Bulgaria’s new government has pledged a comprehensive review of the national medicines policy to tackle what it called an “overregulated” pharmaceutical market.
Deputy Health Minister Petar Salchev has highlighted concerns about significant price disparities in the procurement of high-cost medicines that lack market authorisation in Bulgaria by state-owned hospitals. According to Salchev, excessive regulation of the Bulgarian pharmaceuticals market has contributed to systemic weaknesses and inefficiencies.
Low prices limit access
Bulgaria’s medicines market is relatively small, while government requirements that medicines be purchased at the lowest available prices within the EU have discouraged pharmaceutical companies from registering innovative therapies for legal sale in the country.
Nearly a decade ago, the Bulgarian parliament introduced a temporary solution by allowing hospitals to purchase medicines without marketing authorisation through direct negotiations with suppliers. However, the measure led to substantial differences in the prices individual hospitals paid for the same medicines, prompting allegations of misuse of public funds allocated for pharmaceuticals.
“Our team places a particularly strong emphasis on cost-effectiveness, not only regarding healthcare services reimbursed by the National Health Insurance Fund, but also in relation to pricing. The large disparities in the prices of medicines purchased by healthcare institutions are unacceptable,” Health Minister Katya Ivkova said.
Healthcare reform, more needed
The new Bulgarian government, led by Prime Minister Rumen Radev, has promised a multi-layered reform of the healthcare system. Among its key commitments are improving access to and the quality of healthcare services, as well as expanding patient access to innovative therapies.
Speaking to Euractiv, ARPharM Bulgaria Executive Director Deyan Denev argued that access to innovative medicines can only be improved if Bulgaria abandons its policy of seeking the lowest possible prices and reduces the mandatory commercial rebates required of pharmaceutical companies.
A recent industry survey found that 75% of pharmaceutical companies expect delays in launching new medicines in Bulgaria over the next one to three years. Two-thirds of respondents also said they may decide not to introduce some innovative therapies to the Bulgarian market at all.
Industry stakeholders argue that the newly installed government should prioritise three key reforms to reverse the trend. The first is a sustainable increase in public spending on medicines, with companies maintaining that pharmaceutical innovation can no longer be financed primarily through increasingly burdensome payback mechanisms imposed on manufacturers. However, this is likely to prove a difficult challenge for Radev’s government, whose immediate priority has become tackling rising food prices and avoiding an excessive budget deficit.
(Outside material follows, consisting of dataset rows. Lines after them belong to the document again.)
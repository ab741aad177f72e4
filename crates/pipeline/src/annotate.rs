//! Builds the overlay for one frame from its landmarks and outcome.

use gonio_analysis::FrameOutcome;
use gonio_model::landmark::{LandmarkFrame, HAND_CONNECTIONS, POSE_ARM_CONNECTIONS};
use gonio_model::movement::{Category, MovementConfig, MovementKind, Side};
use gonio_model::point::{FrameSize, Point2D};
use gonio_video::overlay::{category_color, side_color, FrameOverlay, MeasurementMark};

/// Overlay for a frame with a detection. Frames without one are passed
/// through unannotated, so callers only build overlays for detections.
///
/// `outcomes` holds one entry per measured arm. Only hands whose
/// handedness matches the configured side are drawn.
pub fn build_overlay(
    movement: &MovementConfig,
    landmarks: &LandmarkFrame,
    outcomes: &[(Side, FrameOutcome)],
    size: FrameSize,
) -> FrameOverlay {
    let mut overlay = FrameOverlay::default();

    if let Some(pose) = &landmarks.pose {
        for (from, to) in POSE_ARM_CONNECTIONS {
            if let (Some(a), Some(b)) = (pose.get(from), pose.get(to)) {
                overlay.skeleton.push((a.to_pixels(size), b.to_pixels(size)));
            }
        }
        overlay.landmarks.extend(
            pose.points
                .iter()
                .flatten()
                .map(|lm| lm.point())
                .filter(Point2D::is_finite)
                .map(|p| p.to_pixels(size)),
        );
    }

    let hands = landmarks.hands.iter().filter(|hand| {
        movement
            .side
            .matches_handedness(hand.handedness, movement.mirror_handedness)
    });
    for hand in hands {
        let pixel = |idx: usize| {
            hand.points
                .get(idx)
                .copied()
                .flatten()
                .map(|lm| lm.point())
                .filter(Point2D::is_finite)
                .map(|p| p.to_pixels(size))
        };
        for (from, to) in HAND_CONNECTIONS {
            if let (Some(a), Some(b)) = (pixel(from), pixel(to)) {
                overlay.skeleton.push((a, b));
            }
        }
        overlay
            .landmarks
            .extend((0..hand.points.len()).filter_map(pixel));
    }

    for (arm, outcome) in outcomes {
        if let Some(sample) = outcome.sample() {
            overlay.measurements.push(MeasurementMark {
                points: sample.points.to_pixels(size),
                angle: sample.angle,
                color: match sample.category {
                    Some(category) => category_color(category),
                    None => side_color(*arm),
                },
                category: sample.category,
            });
        }
    }

    overlay.caption = if movement.side.is_bilateral() {
        bilateral_caption(outcomes)
    } else {
        outcomes
            .iter()
            .find_map(|(arm, outcome)| outcome.sample().map(|s| (*arm, s)))
            .map(|(arm, sample)| caption(movement.kind, arm, sample.angle, sample.category))
    };

    overlay
}

/// `R: 87` for single-state movements, `Angle: 87 pronation` otherwise.
pub fn caption(kind: MovementKind, side: Side, angle: f64, category: Option<Category>) -> String {
    match (kind.is_dual_state(), category) {
        (true, Some(category)) => format!("Angle: {angle:.0} {category}"),
        (true, None) => format!("Angle: {angle:.0}"),
        (false, _) => format!("{}: {angle:.0}", side.label()),
    }
}

/// `L: 87  R: --`, or nothing when no arm was measured.
fn bilateral_caption(outcomes: &[(Side, FrameOutcome)]) -> Option<String> {
    if outcomes.iter().all(|(_, outcome)| outcome.sample().is_none()) {
        return None;
    }
    let parts: Vec<String> = outcomes
        .iter()
        .map(|(arm, outcome)| match outcome.sample() {
            Some(sample) => format!("{}: {:.0}", arm.label(), sample.angle),
            None => format!("{}: --", arm.label()),
        })
        .collect();
    Some(parts.join("  "))
}

#[cfg(test)]
mod tests {
    use super::*;
    use gonio_analysis::{AngleSample, SelectedPoints};
    use gonio_model::landmark::{
        HandLandmark, HandLandmarks, Handedness, Landmark, PoseLandmark, PoseLandmarks,
    };
    use gonio_model::point::CoordinateSpace;
    use gonio_video::overlay::{LEFT_COLOR, RIGHT_COLOR, SUPINATION_COLOR};

    const SIZE: FrameSize = FrameSize {
        width: 100,
        height: 100,
    };

    fn sample(angle: f64, vertex: Point2D) -> AngleSample {
        AngleSample {
            angle,
            category: None,
            points: SelectedPoints {
                reference: vertex.offset(0.0, 0.1),
                vertex,
                moving: vertex.offset(0.2, 0.0),
                space: CoordinateSpace::Normalized,
            },
        }
    }

    fn wrist_hand(handedness: Handedness, x: f64) -> HandLandmarks {
        let mut points = vec![None; 21];
        points[HandLandmark::Wrist.index()] = Some(Landmark::new(x, 0.9));
        points[HandLandmark::ThumbCmc.index()] = Some(Landmark::new(x - 0.05, 0.8));
        HandLandmarks::new(handedness, points)
    }

    #[test]
    fn test_pose_overlay_with_measurement() {
        let mut pose = PoseLandmarks::default();
        pose.set(PoseLandmark::LeftShoulder, Point2D::new(0.5, 0.5));
        pose.set(PoseLandmark::LeftElbow, Point2D::new(0.7, 0.5));
        let frame = LandmarkFrame::with_pose(0, pose);
        let movement = MovementConfig::new(MovementKind::Abduction, Side::Left);

        let overlay = build_overlay(
            &movement,
            &frame,
            &[(
                Side::Left,
                FrameOutcome::Measured(sample(90.0, Point2D::new(0.5, 0.5))),
            )],
            SIZE,
        );
        assert_eq!(overlay.skeleton.len(), 1);
        assert_eq!(overlay.landmarks.len(), 2);
        assert_eq!(overlay.measurements.len(), 1);
        let mark = &overlay.measurements[0];
        assert_eq!(mark.color, LEFT_COLOR);
        assert!((mark.points[0].y - 60.0).abs() < 1e-9);
        assert_eq!(overlay.caption.as_deref(), Some("L: 90"));
    }

    #[test]
    fn test_hand_overlay_without_measurement() {
        // Mirrored: the provider's "Left" is the right hand.
        let frame = LandmarkFrame::with_hands(0, vec![wrist_hand(Handedness::Left, 0.5)]);
        let movement = MovementConfig::new(MovementKind::PronationSupination, Side::Right);

        let overlay = build_overlay(
            &movement,
            &frame,
            &[(Side::Right, FrameOutcome::MissingLandmarks)],
            SIZE,
        );
        assert_eq!(overlay.skeleton.len(), 1);
        assert_eq!(overlay.landmarks.len(), 2);
        assert!(overlay.measurements.is_empty());
        assert!(overlay.caption.is_none());
    }

    #[test]
    fn test_only_the_configured_hand_is_drawn() {
        let frame = LandmarkFrame::with_hands(
            0,
            vec![
                wrist_hand(Handedness::Right, 0.2),
                wrist_hand(Handedness::Left, 0.7),
            ],
        );
        let movement = MovementConfig::new(MovementKind::PronationSupination, Side::Right);
        let overlay = build_overlay(
            &movement,
            &frame,
            &[(Side::Right, FrameOutcome::MissingLandmarks)],
            SIZE,
        );
        assert_eq!(overlay.landmarks.len(), 2);
        assert!(overlay.landmarks.iter().all(|p| p.x > 50.0));

        let mut unmirrored = movement.clone();
        unmirrored.mirror_handedness = false;
        let overlay = build_overlay(
            &unmirrored,
            &frame,
            &[(Side::Right, FrameOutcome::MissingLandmarks)],
            SIZE,
        );
        assert!(overlay.landmarks.iter().all(|p| p.x < 50.0));
    }

    #[test]
    fn test_bilateral_overlay_marks_each_arm() {
        let frame = LandmarkFrame::with_pose(0, PoseLandmarks::default());
        let movement = MovementConfig::new(MovementKind::Flexion, Side::Both);
        let outcomes = [
            (
                Side::Left,
                FrameOutcome::Measured(sample(92.4, Point2D::new(0.3, 0.5))),
            ),
            (
                Side::Right,
                FrameOutcome::Measured(sample(131.0, Point2D::new(0.7, 0.5))),
            ),
        ];

        let overlay = build_overlay(&movement, &frame, &outcomes, SIZE);
        let colors: Vec<_> = overlay.measurements.iter().map(|m| m.color).collect();
        assert_eq!(colors, vec![LEFT_COLOR, RIGHT_COLOR]);
        assert_eq!(overlay.caption.as_deref(), Some("L: 92  R: 131"));

        let partial = [
            (Side::Left, FrameOutcome::MissingLandmarks),
            outcomes[1].clone(),
        ];
        let overlay = build_overlay(&movement, &frame, &partial, SIZE);
        assert_eq!(overlay.measurements.len(), 1);
        assert_eq!(overlay.caption.as_deref(), Some("L: --  R: 131"));
    }

    #[test]
    fn test_caption_formats() {
        assert_eq!(
            caption(MovementKind::Flexion, Side::Right, 87.4, None),
            "R: 87"
        );
        assert_eq!(
            caption(
                MovementKind::PronationSupination,
                Side::Right,
                33.6,
                Some(Category::Supination)
            ),
            "Angle: 34 supination"
        );
        assert_eq!(category_color(Category::Supination), SUPINATION_COLOR);
    }
}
Economic experts have warned that, without fiscal reforms and a freeze on certain public expenditures, Bulgaria’s budget deficit could rise to as much as 7% of GDP.
At the same time, the health ministry must address the growing debts of state-owned hospitals, which stood at €426 million, equivalent to around 0.4% of GDP, as of 31 March this year, further increasing the risks associated with an excessive deficit.